What is being asked: Set down exactly, and only, the lines from the one with "instead of touching" to the final line of the entries, both included.

Data for this task:
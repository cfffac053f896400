//! Timer Queue
//!
//! Single-threaded scheduler for delayed and periodic events. Callbacks are
//! plain event values; cancelling a handle invalidates it instead of touching
//! the heap.

mod queue;

pub use queue::{TimerHandle, TimerQueue};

Solution for this task:
//! plain event values; cancelling a handle invalidates it instead of touching
//! the heap.

mod queue;

pub use queue::{TimerHandle, TimerQueue};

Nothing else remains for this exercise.